-- Exercise details --
Search the data for "stderr". Each line containing it is to be copied.

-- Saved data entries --
-- Opening Marker --
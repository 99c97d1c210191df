//! Recording command handlers
//!
//! Thin wrappers over `SessionController` that print results. Warnings go to
//! stderr, results to stdout.

use crate::cli::{StartArgs, StopArgs};
use crate::merge::{ProgressReceiver, ProgressRelay};
use crate::recorder::{
    ProcessingSummary, SessionController, SessionStatus, SourceWarning, StartReport, StopMode,
    StopOptions, StopReport, WarningLevel,
};
use crate::utils::{AppError, AppResult};
use serde::Serialize;
use std::path::Path;
use std::process::ExitCode;
use tokio::task::JoinHandle;

pub async fn start(controller: &SessionController, args: &StartArgs) -> AppResult<ExitCode> {
    let options = args.to_options(controller.config());
    let report = controller.start(options).await?;
    print_start(&report, "Recording");
    Ok(ExitCode::SUCCESS)
}

pub async fn pause(controller: &SessionController) -> AppResult<ExitCode> {
    let report = controller.pause().await?;
    print_warnings(&report.warnings);
    println!(
        "Paused ({} stopped), next part {}",
        join_kinds(&report.stopped),
        report.next_part
    );
    Ok(ExitCode::SUCCESS)
}

pub async fn resume(controller: &SessionController) -> AppResult<ExitCode> {
    let report = controller.resume().await?;
    print_start(&report, "Resumed");
    Ok(ExitCode::SUCCESS)
}

pub async fn stop(controller: &SessionController, args: &StopArgs) -> AppResult<ExitCode> {
    let mode = if args.no_process {
        StopMode::SkipProcessing
    } else if args.detach {
        StopMode::Handoff
    } else {
        StopMode::Blocking
    };

    let (relay, printer) = if mode == StopMode::Blocking && !args.json {
        let (relay, printer) = progress_printer(controller);
        (Some(relay), Some(printer))
    } else {
        (None, None)
    };

    let outcome = controller
        .stop(StopOptions {
            mode,
            progress: relay,
        })
        .await?;
    if let Some(printer) = printer {
        let _ = printer.await;
    }

    let mut report = outcome.report;
    if mode == StopMode::Handoff {
        if let Some(dir) = &report.output_dir {
            if let Err(e) = spawn_processor(controller, dir) {
                tracing::error!("Failed to launch background processing: {}", e);
                report.processing = ProcessingSummary::Failed {
                    error: format!("failed to launch background processing: {e}"),
                };
            }
        }
    }

    print_warnings(&report.warnings);
    if args.json {
        print_json(&report)?;
    } else {
        print_stop(&report);
    }

    Ok(match report.processing {
        ProcessingSummary::Failed { .. } => ExitCode::FAILURE,
        _ => ExitCode::SUCCESS,
    })
}

pub async fn process(controller: &SessionController, dir: &Path, json: bool) -> AppResult<ExitCode> {
    if !crate::metadata::is_session_dir(dir) {
        return Err(AppError::InvalidArgument(format!(
            "{:?} is not a recording directory",
            dir
        )));
    }

    let (relay, printer) = if json {
        (ProgressRelay::detached(), None)
    } else {
        let (relay, printer) = progress_printer(controller);
        (relay, Some(printer))
    };

    let result = controller.process(dir, relay).await;
    if let Some(printer) = printer {
        let _ = printer.await;
    }
    let outputs = result?;

    if json {
        print_json(&outputs)?;
    } else {
        if let Some(merged) = &outputs.merged {
            println!("Merged: {}", merged.display());
        }
        if let Some(audio) = &outputs.derived_audio {
            println!("Audio: {}", audio.display());
        }
    }
    Ok(ExitCode::SUCCESS)
}

pub fn status(controller: &SessionController, json: bool) -> AppResult<ExitCode> {
    let status = controller.status()?;
    if json {
        print_json(&status)?;
    } else {
        print_status(&status);
    }
    Ok(ExitCode::SUCCESS)
}

/// Relay wired to a task that prints each event to stderr until the merge ends
fn progress_printer(controller: &SessionController) -> (ProgressRelay, JoinHandle<()>) {
    let (relay, mut receiver): (ProgressRelay, ProgressReceiver) =
        ProgressRelay::channel(controller.config().processing.relay_capacity);
    let printer = tokio::spawn(async move {
        while let Some(event) = receiver.recv().await {
            eprintln!("  {}", event);
        }
    });
    (relay, printer)
}

/// Run `recsync process <dir>` in its own process group so it outlives us
fn spawn_processor(controller: &SessionController, dir: &Path) -> std::io::Result<()> {
    let exe = std::env::current_exe()?;
    let mut command = std::process::Command::new(exe);
    if let Some(config) = controller.config().config_path() {
        command.arg("--config").arg(config);
    }
    command
        .arg("process")
        .arg(dir)
        .stdin(std::process::Stdio::null())
        .stdout(std::process::Stdio::null())
        .stderr(std::process::Stdio::null());

    #[cfg(unix)]
    {
        use std::os::unix::process::CommandExt;
        command.process_group(0);
    }

    let child = command.spawn()?;
    tracing::info!("Processing {:?} in background (pid {})", dir, child.id());
    Ok(())
}

fn print_json<T: Serialize>(value: &T) -> AppResult<()> {
    println!("{}", serde_json::to_string_pretty(value)?);
    Ok(())
}

fn print_warnings(warnings: &[SourceWarning]) {
    for warning in warnings {
        match warning.level {
            WarningLevel::Warning => eprintln!("warning: {}", warning),
            WarningLevel::Error => eprintln!("error: {}", warning),
        }
    }
}

fn print_start(report: &StartReport, verb: &str) {
    print_warnings(&report.warnings);
    println!(
        "{} {} into {} (part {})",
        verb,
        join_kinds(&report.started),
        report.output_dir.display(),
        report.part
    );
}

fn print_stop(report: &StopReport) {
    println!("Stopped {}", join_kinds(&report.stopped));
    if let Some(dir) = &report.output_dir {
        println!("Session: {}", dir.display());
    }
    match &report.processing {
        ProcessingSummary::Skipped => println!("Processing skipped"),
        ProcessingSummary::Pending | ProcessingSummary::Running => {
            println!("Processing in background")
        }
        ProcessingSummary::Completed { outputs } => {
            if let Some(merged) = &outputs.merged {
                println!("Merged: {}", merged.display());
            }
            if let Some(audio) = &outputs.derived_audio {
                println!("Audio: {}", audio.display());
            }
        }
        ProcessingSummary::Failed { error } => eprintln!("Processing failed: {}", error),
    }
}

fn print_status(status: &SessionStatus) {
    println!("State: {}", status.state);
    if let Some(part) = status.part {
        println!("Part: {}", part);
    }
    if let Some(dir) = &status.output_dir {
        println!("Session: {}", dir.display());
    }
    if let Some(elapsed) = status.elapsed() {
        let secs = elapsed.num_seconds().max(0);
        println!(
            "Elapsed: {:02}:{:02}:{:02}",
            secs / 3600,
            (secs / 60) % 60,
            secs % 60
        );
    }
    for source in &status.sources {
        let liveness = if source.alive { "running" } else { "exited" };
        match &source.path {
            Some(path) => println!(
                "  {:<7} pid {:<7} {:<8} {}",
                source.kind.as_str(),
                source.pid,
                liveness,
                path.display()
            ),
            None => println!(
                "  {:<7} pid {:<7} {}",
                source.kind.as_str(),
                source.pid,
                liveness
            ),
        }
    }
    if !status.crashed_sources.is_empty() {
        eprintln!(
            "warning: {} exited unexpectedly; stop or start again to clean up",
            join_kinds(&status.crashed_sources)
        );
    }
    if let Some(dir) = &status.processing_dir {
        println!("Processing: {}", dir.display());
    }
}

fn join_kinds(kinds: &[crate::capture::SourceKind]) -> String {
    if kinds.is_empty() {
        return "no sources".to_string();
    }
    kinds
        .iter()
        .map(|k| k.as_str())
        .collect::<Vec<_>>()
        .join(", ")
}

#[cfg(test)]
mod tests {
    use super::*;
    use crate::capture::SourceKind;

    #[test]
    fn test_join_kinds() {
        assert_eq!(join_kinds(&[]), "no sources");
        assert_eq!(
            join_kinds(&[SourceKind::Screen, SourceKind::Audio]),
            "screen, audio"
        );
    }
}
-- Closing Marker --
-- Task output --
//! stderr, results to stdout.
/// Relay wired to a task that prints each event to stderr until the merge ends
        .stderr(std::process::Stdio::null());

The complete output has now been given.